*** Opening of GIVEN ENTRIES ***
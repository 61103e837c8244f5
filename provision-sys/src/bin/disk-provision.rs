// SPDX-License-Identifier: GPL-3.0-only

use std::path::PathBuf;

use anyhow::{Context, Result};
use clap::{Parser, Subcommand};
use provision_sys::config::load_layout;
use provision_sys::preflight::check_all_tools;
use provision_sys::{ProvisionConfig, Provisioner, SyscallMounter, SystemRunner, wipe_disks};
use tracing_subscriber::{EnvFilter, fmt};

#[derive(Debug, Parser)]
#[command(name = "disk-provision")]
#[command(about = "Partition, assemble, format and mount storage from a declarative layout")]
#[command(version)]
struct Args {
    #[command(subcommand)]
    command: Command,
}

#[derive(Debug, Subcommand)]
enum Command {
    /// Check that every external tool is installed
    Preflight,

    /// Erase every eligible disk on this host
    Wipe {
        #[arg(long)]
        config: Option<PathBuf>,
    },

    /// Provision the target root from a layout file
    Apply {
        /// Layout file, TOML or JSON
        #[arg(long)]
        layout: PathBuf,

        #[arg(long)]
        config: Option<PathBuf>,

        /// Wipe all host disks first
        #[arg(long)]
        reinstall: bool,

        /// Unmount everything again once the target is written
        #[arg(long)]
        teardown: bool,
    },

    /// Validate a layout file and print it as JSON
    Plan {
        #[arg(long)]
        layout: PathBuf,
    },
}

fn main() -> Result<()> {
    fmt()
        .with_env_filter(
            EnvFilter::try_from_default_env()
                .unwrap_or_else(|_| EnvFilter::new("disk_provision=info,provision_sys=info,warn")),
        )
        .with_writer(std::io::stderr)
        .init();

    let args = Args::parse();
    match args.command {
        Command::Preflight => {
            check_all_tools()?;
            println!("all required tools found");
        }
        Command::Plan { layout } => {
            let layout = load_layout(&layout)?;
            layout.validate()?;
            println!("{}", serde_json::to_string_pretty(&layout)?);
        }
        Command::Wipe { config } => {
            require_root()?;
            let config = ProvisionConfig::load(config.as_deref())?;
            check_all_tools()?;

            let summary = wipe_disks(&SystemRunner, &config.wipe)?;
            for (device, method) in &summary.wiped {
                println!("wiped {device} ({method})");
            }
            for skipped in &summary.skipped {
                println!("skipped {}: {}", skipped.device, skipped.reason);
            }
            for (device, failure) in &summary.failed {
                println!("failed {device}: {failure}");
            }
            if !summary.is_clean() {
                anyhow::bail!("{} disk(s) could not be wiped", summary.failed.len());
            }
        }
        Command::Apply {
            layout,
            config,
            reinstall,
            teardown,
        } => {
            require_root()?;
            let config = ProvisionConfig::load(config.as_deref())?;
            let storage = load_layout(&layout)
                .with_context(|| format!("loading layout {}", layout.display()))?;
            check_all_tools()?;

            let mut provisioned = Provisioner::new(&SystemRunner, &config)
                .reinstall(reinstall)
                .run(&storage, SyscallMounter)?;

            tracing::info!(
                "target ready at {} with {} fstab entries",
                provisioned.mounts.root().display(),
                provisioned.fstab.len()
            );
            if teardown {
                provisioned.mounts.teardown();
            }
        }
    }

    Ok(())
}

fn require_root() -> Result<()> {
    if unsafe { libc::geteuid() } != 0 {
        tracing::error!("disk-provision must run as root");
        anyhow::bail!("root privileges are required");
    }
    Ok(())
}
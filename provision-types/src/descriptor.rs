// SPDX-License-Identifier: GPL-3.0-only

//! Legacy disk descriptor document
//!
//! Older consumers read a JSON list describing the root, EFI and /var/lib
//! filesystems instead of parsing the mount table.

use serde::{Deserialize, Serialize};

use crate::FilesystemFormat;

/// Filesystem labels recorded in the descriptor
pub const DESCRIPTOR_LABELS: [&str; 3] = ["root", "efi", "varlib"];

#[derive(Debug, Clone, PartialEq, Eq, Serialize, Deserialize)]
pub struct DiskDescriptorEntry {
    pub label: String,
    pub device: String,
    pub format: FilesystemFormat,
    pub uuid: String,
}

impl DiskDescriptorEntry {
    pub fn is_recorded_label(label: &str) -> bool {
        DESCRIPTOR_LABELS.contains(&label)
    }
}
*** Close of GIVEN ENTRIES ***
TASK INSTRUCTIONS:
Every record shown above should appear again in your answer, unchanged.

WRITTEN SOLUTION:
repository 61103e837c8244f5
filename provision-sys/src/bin/disk-provision.rs
// SPDX-License-Identifier: GPL-3.0-only

use std::path::PathBuf;

use anyhow::{Context, Result};
use clap::{Parser, Subcommand};
use provision_sys::config::load_layout;
use provision_sys::preflight::check_all_tools;
use provision_sys::{ProvisionConfig, Provisioner, SyscallMounter, SystemRunner, wipe_disks};
use tracing_subscriber::{EnvFilter, fmt};

#[derive(Debug, Parser)]
#[command(name = "disk-provision")]
#[command(about = "Partition, assemble, format and mount storage from a declarative layout")]
#[command(version)]
struct Args {
    #[command(subcommand)]
    command: Command,
}

#[derive(Debug, Subcommand)]
enum Command {
    /// Check that every external tool is installed
    Preflight,

    /// Erase every eligible disk on this host
    Wipe {
        #[arg(long)]
        config: Option<PathBuf>,
    },

    /// Provision the target root from a layout file
    Apply {
        /// Layout file, TOML or JSON
        #[arg(long)]
        layout: PathBuf,

        #[arg(long)]
        config: Option<PathBuf>,

        /// Wipe all host disks first
        #[arg(long)]
        reinstall: bool,

        /// Unmount everything again once the target is written
        #[arg(long)]
        teardown: bool,
    },

    /// Validate a layout file and print it as JSON
    Plan {
        #[arg(long)]
        layout: PathBuf,
    },
}

fn main() -> Result<()> {
    fmt()
        .with_env_filter(
            EnvFilter::try_from_default_env()
                .unwrap_or_else(|_| EnvFilter::new("disk_provision=info,provision_sys=info,warn")),
        )
        .with_writer(std::io::stderr)
        .init();

    let args = Args::parse();
    match args.command {
        Command::Preflight => {
            check_all_tools()?;
            println!("all required tools found");
        }
        Command::Plan { layout } => {
            let layout = load_layout(&layout)?;
            layout.validate()?;
            println!("{}", serde_json::to_string_pretty(&layout)?);
        }
        Command::Wipe { config } => {
            require_root()?;
            let config = ProvisionConfig::load(config.as_deref())?;
            check_all_tools()?;

            let summary = wipe_disks(&SystemRunner, &config.wipe)?;
            for (device, method) in &summary.wiped {
                println!("wiped {device} ({method})");
            }
            for skipped in &summary.skipped {
                println!("skipped {}: {}", skipped.device, skipped.reason);
            }
            for (device, failure) in &summary.failed {
                println!("failed {device}: {failure}");
            }
            if !summary.is_clean() {
                anyhow::bail!("{} disk(s) could not be wiped", summary.failed.len());
            }
        }
        Command::Apply {
            layout,
            config,
            reinstall,
            teardown,
        } => {
            require_root()?;
            let config = ProvisionConfig::load(config.as_deref())?;
            let storage = load_layout(&layout)
                .with_context(|| format!("loading layout {}", layout.display()))?;
            check_all_tools()?;

            let mut provisioned = Provisioner::new(&SystemRunner, &config)
                .reinstall(reinstall)
                .run(&storage, SyscallMounter)?;

            tracing::info!(
                "target ready at {} with {} fstab entries",
                provisioned.mounts.root().display(),
                provisioned.fstab.len()
            );
            if teardown {
                provisioned.mounts.teardown();
            }
        }
    }

    Ok(())
}

fn require_root() -> Result<()> {
    if unsafe { libc::geteuid() } != 0 {
        tracing::error!("disk-provision must run as root");
        anyhow::bail!("root privileges are required");
    }
    Ok(())
}
filename provision-types/src/descriptor.rs
// SPDX-License-Identifier: GPL-3.0-only

//! Legacy disk descriptor document
//!
//! Older consumers read a JSON list describing the root, EFI and /var/lib
//! filesystems instead of parsing the mount table.

use serde::{Deserialize, Serialize};

use crate::FilesystemFormat;

/// Filesystem labels recorded in the descriptor
pub const DESCRIPTOR_LABELS: [&str; 3] = ["root", "efi", "varlib"];

#[derive(Debug, Clone, PartialEq, Eq, Serialize, Deserialize)]
pub struct DiskDescriptorEntry {
    pub label: String,
    pub device: String,
    pub format: FilesystemFormat,
    pub uuid: String,
}

impl DiskDescriptorEntry {
    pub fn is_recorded_label(label: &str) -> bool {
        DESCRIPTOR_LABELS.contains(&label)
    }
}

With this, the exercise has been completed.